The practical pattern: edge handles real-time decisions (< 10ms), aggregates data, and sends summarized events to cloud. Cloud handles training, complex analytics, fleet management, and model updates. Example: edge camera detects motion → runs face detection locally → if unknown face, send image to cloud for identification → cloud returns ID → edge logs event.

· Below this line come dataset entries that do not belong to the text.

use sediment::dataset::{ElementType, SharedContainer};
use sediment::errors::CoordinationError;
use sediment::tasks::run_group;
use std::path::PathBuf;
use std::time::Duration;

#[tokio::test(flavor = "multi_thread")]
async fn gathered_rows_are_rank_ordered_regardless_of_arrival() {
    let tables = run_group(4, |ctx| async move {
        // Later ranks arrive first.
        tokio::time::sleep(Duration::from_millis(30 * (3 - ctx.rank() as u64))).await;
        ctx.exchange_sizes(ctx.rank() as u64 * 100).await
    })
    .await
    .unwrap();

    for table in tables {
        assert_eq!(table.sizes(), &[0, 100, 200, 300]);
    }
}

#[tokio::test(flavor = "multi_thread")]
async fn mixing_collectives_is_reported_on_every_rank() {
    let outcomes = run_group(2, |ctx| async move {
        let result = if ctx.rank() == 0 {
            ctx.exchange_sizes(1).await.map(|_| ())
        } else {
            ctx.barrier().await
        };
        Ok(matches!(
            result,
            Err(CoordinationError::SyncViolation { .. })
        ))
    })
    .await
    .unwrap();
    assert_eq!(outcomes, vec![true, true]);
}

#[tokio::test(flavor = "multi_thread")]
async fn poisoned_groups_fail_fast_afterwards() {
    let outcomes = run_group(2, |ctx| async move {
        let first = if ctx.rank() == 0 {
            ctx.exchange_sizes(1).await.map(|_| ())
        } else {
            ctx.barrier().await
        };
        assert!(first.is_err());

        // The next round must fail without blocking.
        let second = ctx.barrier().await;
        Ok(matches!(
            second,
            Err(CoordinationError::SyncViolation { .. })
        ))
    })
    .await
    .unwrap();
    assert_eq!(outcomes, vec![true, true]);
}

#[tokio::test(flavor = "multi_thread")]
async fn panicking_worker_aborts_the_group() {
    let err = run_group(2, |ctx| async move {
        if ctx.rank() == 1 {
            panic!("worker crashed");
        }
        ctx.barrier().await?;
        Ok(())
    })
    .await
    .unwrap_err();
    assert!(matches!(
        err,
        CoordinationError::WorkerAborted { rank: 1, .. }
    ));
}

#[tokio::test(flavor = "multi_thread")]
async fn failing_worker_releases_blocked_peers() {
    let err = run_group(3, |ctx| async move {
        if ctx.rank() == 2 {
            return Err(CoordinationError::Storage(std::io::Error::other(
                "disk gone",
            )));
        }
        // Ranks 0 and 1 block on a collective that rank 2 never joins.
        ctx.barrier().await?;
        Ok(())
    })
    .await
    .unwrap_err();
    assert!(matches!(err, CoordinationError::Storage(_)));
}

#[tokio::test(flavor = "multi_thread")]
async fn storage_failure_fails_the_whole_group() {
    let outcomes = run_group(2, |ctx| async move {
        let path = PathBuf::from("/nonexistent-sediment-dir/out.sed");
        let label = match SharedContainer::create(&ctx, &path).await {
            Err(CoordinationError::Storage(_)) => "storage",
            Err(CoordinationError::PeerFailure { ranks, .. }) => {
                assert_eq!(ranks, vec![0]);
                "peer"
            }
            Err(other) => panic!("unexpected error: {:?}", other),
            Ok(_) => panic!("create unexpectedly succeeded"),
        };
        Ok(label)
    })
    .await
    .unwrap();
    assert_eq!(outcomes, vec!["storage", "peer"]);
}

#[tokio::test(flavor = "multi_thread")]
async fn divergent_descriptors_fail_all_workers() {
    let dir = tempfile::tempdir().unwrap();
    let path = dir.path().join("divergent.sed");

    let outcomes = run_group(2, {
        let path = path.clone();
        move |ctx| {
            let path = path.clone();
            async move {
                let table = ctx.exchange_sizes(4).await?;
                let placement = table.placement(ctx.rank())?;
                let mut container = SharedContainer::create(&ctx, &path).await?;
                let name = if ctx.rank() == 0 { "Left" } else { "Right" };
                let result = container
                    .define_dataset(&ctx, name, ElementType::I32, placement.total)
                    .await;
                Ok(matches!(
                    result,
                    Err(CoordinationError::SyncViolation { .. })
                ))
            }
        }
    })
    .await
    .unwrap();
    assert_eq!(outcomes, vec![true, true]);
}

#[tokio::test(flavor = "multi_thread")]
async fn mismatched_buffer_length_fails_the_write_round() {
    let dir = tempfile::tempdir().unwrap();
    let path = dir.path().join("mismatch.sed");

    let outcomes = run_group(2, {
        let path = path.clone();
        move |ctx| {
            let path = path.clone();
            async move {
                let table = ctx.exchange_sizes(4).await?;
                let placement = table.placement(ctx.rank())?;
                let mut container = SharedContainer::create(&ctx, &path).await?;
                let dataset = container
                    .define_dataset(&ctx, "Numbers", ElementType::I32, placement.total)
                    .await?;

                let buffer = vec![1i32; if ctx.rank() == 1 { 3 } else { 4 }];
                let label = match dataset
                    .write_region(&ctx, placement.region(), &buffer)
                    .await
                {
                    Err(CoordinationError::SyncViolation { .. }) => "violation",
                    Err(CoordinationError::PeerFailure { operation, ranks }) => {
                        assert_eq!(operation, "region write");
                        assert_eq!(ranks, vec![1]);
                        "peer"
                    }
                    Err(other) => panic!("unexpected error: {:?}", other),
                    Ok(_) => panic!("write unexpectedly succeeded"),
                };
                Ok(label)
            }
        }
    })
    .await
    .unwrap();
    assert_eq!(outcomes, vec!["peer", "violation"]);
}
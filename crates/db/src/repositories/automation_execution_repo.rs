//! Repository for the `automation_executions` table.
//!
//! Insert and read only: the table rejects updates at the database level.

use socialhub_core::types::DbId;
use sqlx::PgPool;
use uuid::Uuid;

use crate::models::automation_execution::{
    AutomationExecutionRow, ExecutionSummaryRow, NewAutomationExecution,
};

/// Column list for automation_executions queries.
const COLUMNS: &str = "id, rule_id, business_id, status, triggered_at, completed_at, \
    trigger_data, execution_result, error_message, execution_duration_ms";

/// Column list for history queries joined with `automation_rules`.
const SUMMARY_COLUMNS: &str = "e.id, e.rule_id, e.business_id, e.status, e.triggered_at, \
    e.completed_at, e.trigger_data, e.execution_result, e.error_message, \
    e.execution_duration_ms, COALESCE(r.name, '') AS rule_name";

/// Join clause for history queries. LEFT JOIN keeps executions whose rule
/// id never resolved.
const JOIN: &str = "automation_executions e \
    LEFT JOIN automation_rules r ON r.id = e.rule_id AND r.business_id = e.business_id";

/// Provides append and history queries for execution records.
pub struct AutomationExecutionRepo;

impl AutomationExecutionRepo {
    /// Append an execution record, returning the stored row.
    pub async fn create(
        pool: &PgPool,
        input: &NewAutomationExecution,
    ) -> Result<AutomationExecutionRow, sqlx::Error> {
        let query = format!(
            "INSERT INTO automation_executions
                (id, rule_id, business_id, status, triggered_at, completed_at,
                 trigger_data, execution_result, error_message, execution_duration_ms)
             VALUES ($1, $2, $3, $4, $5, $6, $7, $8, $9, $10)
             RETURNING {COLUMNS}"
        );
        sqlx::query_as::<_, AutomationExecutionRow>(&query)
            .bind(input.id)
            .bind(input.rule_id)
            .bind(input.business_id)
            .bind(&input.status)
            .bind(input.triggered_at)
            .bind(input.completed_at)
            .bind(&input.trigger_data)
            .bind(&input.execution_result)
            .bind(&input.error_message)
            .bind(input.execution_duration_ms)
            .fetch_one(pool)
            .await
    }

    /// Find an execution by id within a tenant.
    pub async fn find_by_id(
        pool: &PgPool,
        business_id: DbId,
        id: Uuid,
    ) -> Result<Option<AutomationExecutionRow>, sqlx::Error> {
        let query = format!(
            "SELECT {COLUMNS} FROM automation_executions WHERE id = $1 AND business_id = $2"
        );
        sqlx::query_as::<_, AutomationExecutionRow>(&query)
            .bind(id)
            .bind(business_id)
            .fetch_optional(pool)
            .await
    }

    /// A tenant's most recent executions, newest first.
    pub async fn history(
        pool: &PgPool,
        business_id: DbId,
        limit: i64,
    ) -> Result<Vec<ExecutionSummaryRow>, sqlx::Error> {
        let query = format!(
            "SELECT {SUMMARY_COLUMNS} FROM {JOIN} \
             WHERE e.business_id = $1 \
             ORDER BY e.triggered_at DESC, e.completed_at DESC, e.id DESC \
             LIMIT $2"
        );
        sqlx::query_as::<_, ExecutionSummaryRow>(&query)
            .bind(business_id)
            .bind(limit)
            .fetch_all(pool)
            .await
    }

    /// One rule's most recent executions, newest first.
    pub async fn history_for_rule(
        pool: &PgPool,
        business_id: DbId,
        rule_id: DbId,
        limit: i64,
    ) -> Result<Vec<ExecutionSummaryRow>, sqlx::Error> {
        let query = format!(
            "SELECT {SUMMARY_COLUMNS} FROM {JOIN} \
             WHERE e.business_id = $1 AND e.rule_id = $2 \
             ORDER BY e.triggered_at DESC, e.completed_at DESC, e.id DESC \
             LIMIT $3"
        );
        sqlx::query_as::<_, ExecutionSummaryRow>(&query)
            .bind(business_id)
            .bind(rule_id)
            .bind(limit)
            .fetch_all(pool)
            .await
    }
}
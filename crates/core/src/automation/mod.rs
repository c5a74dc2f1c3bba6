//! Automation rule domain: trigger → condition → action rules.
//!
//! - [`rules`]: the rule entity, lifecycle status, create/update inputs,
//!   validation, and dispatcher ordering.
//! - [`triggers`]: typed trigger configuration per trigger type.
//! - [`conditions`] / [`evaluator`]: condition trees and their pure evaluator.
//! - [`actions`]: action specs and typed action configuration.
//! - [`execution`]: immutable execution records and per-action results.
//! - [`template`]: `{{ path }}` interpolation against trigger data.

pub mod actions;
pub mod conditions;
pub mod evaluator;
pub mod execution;
pub mod rules;
pub mod template;
pub mod triggers;

pub use actions::{ActionConfig, ActionSpec, ActionType};
pub use conditions::{Combinator, ConditionTree, Operator, Predicate};
pub use evaluator::evaluate;
pub use execution::{
    ActionRecord, AutomationExecution, ExecutionResult, ExecutionStatus, ExecutionSummary,
};
pub use rules::{
    order_candidates, AutomationRule, CounterOutcome, CreateAutomationRule, RuleStats,
    RuleStatus, UpdateAutomationRule,
};
pub use template::render_template;
pub use triggers::{TriggerConfig, TriggerType};
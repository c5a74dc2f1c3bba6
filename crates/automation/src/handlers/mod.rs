//! Built-in action handlers.

pub mod notify;
pub mod webhook;

use std::sync::Arc;

use socialhub_core::automation::ActionType;
use socialhub_events::{EventBus, WebhookDelivery};

pub use notify::{NotifyHandler, NOTIFICATION_EVENT};
pub use webhook::WebhookHandler;

use crate::registry::ActionHandlerRegistry;

/// Register the NOTIFY and WEBHOOK handlers.
pub fn register_builtin_handlers(
    registry: &mut ActionHandlerRegistry,
    bus: Arc<EventBus>,
    delivery: WebhookDelivery,
) -> &mut ActionHandlerRegistry {
    registry
        .register(ActionType::Notify, NotifyHandler::new(bus))
        .register(ActionType::Webhook, WebhookHandler::new(delivery))
}
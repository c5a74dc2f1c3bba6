use std::str::FromStr;
use std::time::Duration;

/// Largest history page a caller may request.
pub const HISTORY_MAX_LIMIT: i64 = 500;

/// Engine configuration loaded from environment variables.
#[derive(Debug, Clone, PartialEq)]
pub struct EngineConfig {
    /// Upper bound on a single action handler call (default: 10 s).
    pub action_timeout: Duration,
    /// Slack added on top of `actions × action_timeout` for the whole
    /// action phase (default: 5 s).
    pub overall_grace: Duration,
    /// History page size when the caller gives none (default: 100).
    pub history_default_limit: i64,
    /// Request timeout for the built-in webhook handler (default: 10 s).
    pub webhook_timeout: Duration,
}

impl Default for EngineConfig {
    fn default() -> Self {
        Self {
            action_timeout: Duration::from_secs(10),
            overall_grace: Duration::from_secs(5),
            history_default_limit: 100,
            webhook_timeout: Duration::from_secs(10),
        }
    }
}

impl EngineConfig {
    /// Load configuration from environment variables with defaults.
    ///
    /// | Env Var                            | Default |
    /// |------------------------------------|---------|
    /// | `AUTOMATION_ACTION_TIMEOUT_SECS`   | `10`    |
    /// | `AUTOMATION_OVERALL_GRACE_SECS`    | `5`     |
    /// | `AUTOMATION_HISTORY_DEFAULT_LIMIT` | `100`   |
    /// | `AUTOMATION_WEBHOOK_TIMEOUT_SECS`  | `10`    |
    ///
    /// Unparsable or out-of-range values are logged and replaced by the
    /// default.
    pub fn from_env() -> Self {
        Self::from_lookup(|key| std::env::var(key).ok())
    }

    fn from_lookup(lookup: impl Fn(&str) -> Option<String>) -> Self {
        let defaults = Self::default();

        let action_timeout_secs = parse_or(
            &lookup,
            "AUTOMATION_ACTION_TIMEOUT_SECS",
            defaults.action_timeout.as_secs(),
            |v| *v >= 1,
        );
        let overall_grace_secs = parse_or(
            &lookup,
            "AUTOMATION_OVERALL_GRACE_SECS",
            defaults.overall_grace.as_secs(),
            |_| true,
        );
        let history_default_limit = parse_or(
            &lookup,
            "AUTOMATION_HISTORY_DEFAULT_LIMIT",
            defaults.history_default_limit,
            |v| (1..=HISTORY_MAX_LIMIT).contains(v),
        );
        let webhook_timeout_secs = parse_or(
            &lookup,
            "AUTOMATION_WEBHOOK_TIMEOUT_SECS",
            defaults.webhook_timeout.as_secs(),
            |v| *v >= 1,
        );

        Self {
            action_timeout: Duration::from_secs(action_timeout_secs),
            overall_grace: Duration::from_secs(overall_grace_secs),
            history_default_limit,
            webhook_timeout: Duration::from_secs(webhook_timeout_secs),
        }
    }

    /// Budget for a whole action phase of `action_count` actions.
    pub fn action_budget(&self, action_count: usize) -> Duration {
        let count = u32::try_from(action_count).unwrap_or(u32::MAX);
        self.action_timeout
            .saturating_mul(count)
            .saturating_add(self.overall_grace)
    }
}

fn parse_or<T>(
    lookup: &impl Fn(&str) -> Option<String>,
    key: &str,
    default: T,
    valid: impl Fn(&T) -> bool,
) -> T
where
    T: FromStr + std::fmt::Display,
{
    let Some(raw) = lookup(key) else {
        return default;
    };
    match raw.trim().parse::<T>() {
        Ok(value) if valid(&value) => value,
        _ => {
            tracing::warn!(key, value = %raw, default = %default, "Invalid config value, using default");
            default
        }
    }
}
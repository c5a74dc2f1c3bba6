//! SocialHub event bus and outbound delivery.
//!
//! - [`EventBus`]: in-process publish/subscribe hub backed by
//!   `tokio::sync::broadcast`.
//! - [`PlatformEvent`]: the canonical domain event envelope.
//! - [`delivery`]: outbound channels (webhook).

pub mod bus;
pub mod delivery;

pub use bus::{EventBus, PlatformEvent};
pub use delivery::webhook::{WebhookDelivery, WebhookError};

Real-time decision at edge, expensive computation in cloud.

python
# Edge vs cloud decision framework
import time, random

def simulate_latency(location):
    # Simulated round-trip latencies
    latencies = {
        'local_cpu':  0.5,    # 0.5ms — local inference
        'edge_device': 2,     # 2ms — Raspberry Pi on LAN
        'edge_server': 5,     # 5ms — edge server in building
        'cloud_nearby': 50,   # 50ms — cloud same region
        'cloud_far':  200,    # 200ms — cross-region cloud
    }
    # Add jitter
    base = latencies[location]
    return base + random.gauss(0, base * 0.1)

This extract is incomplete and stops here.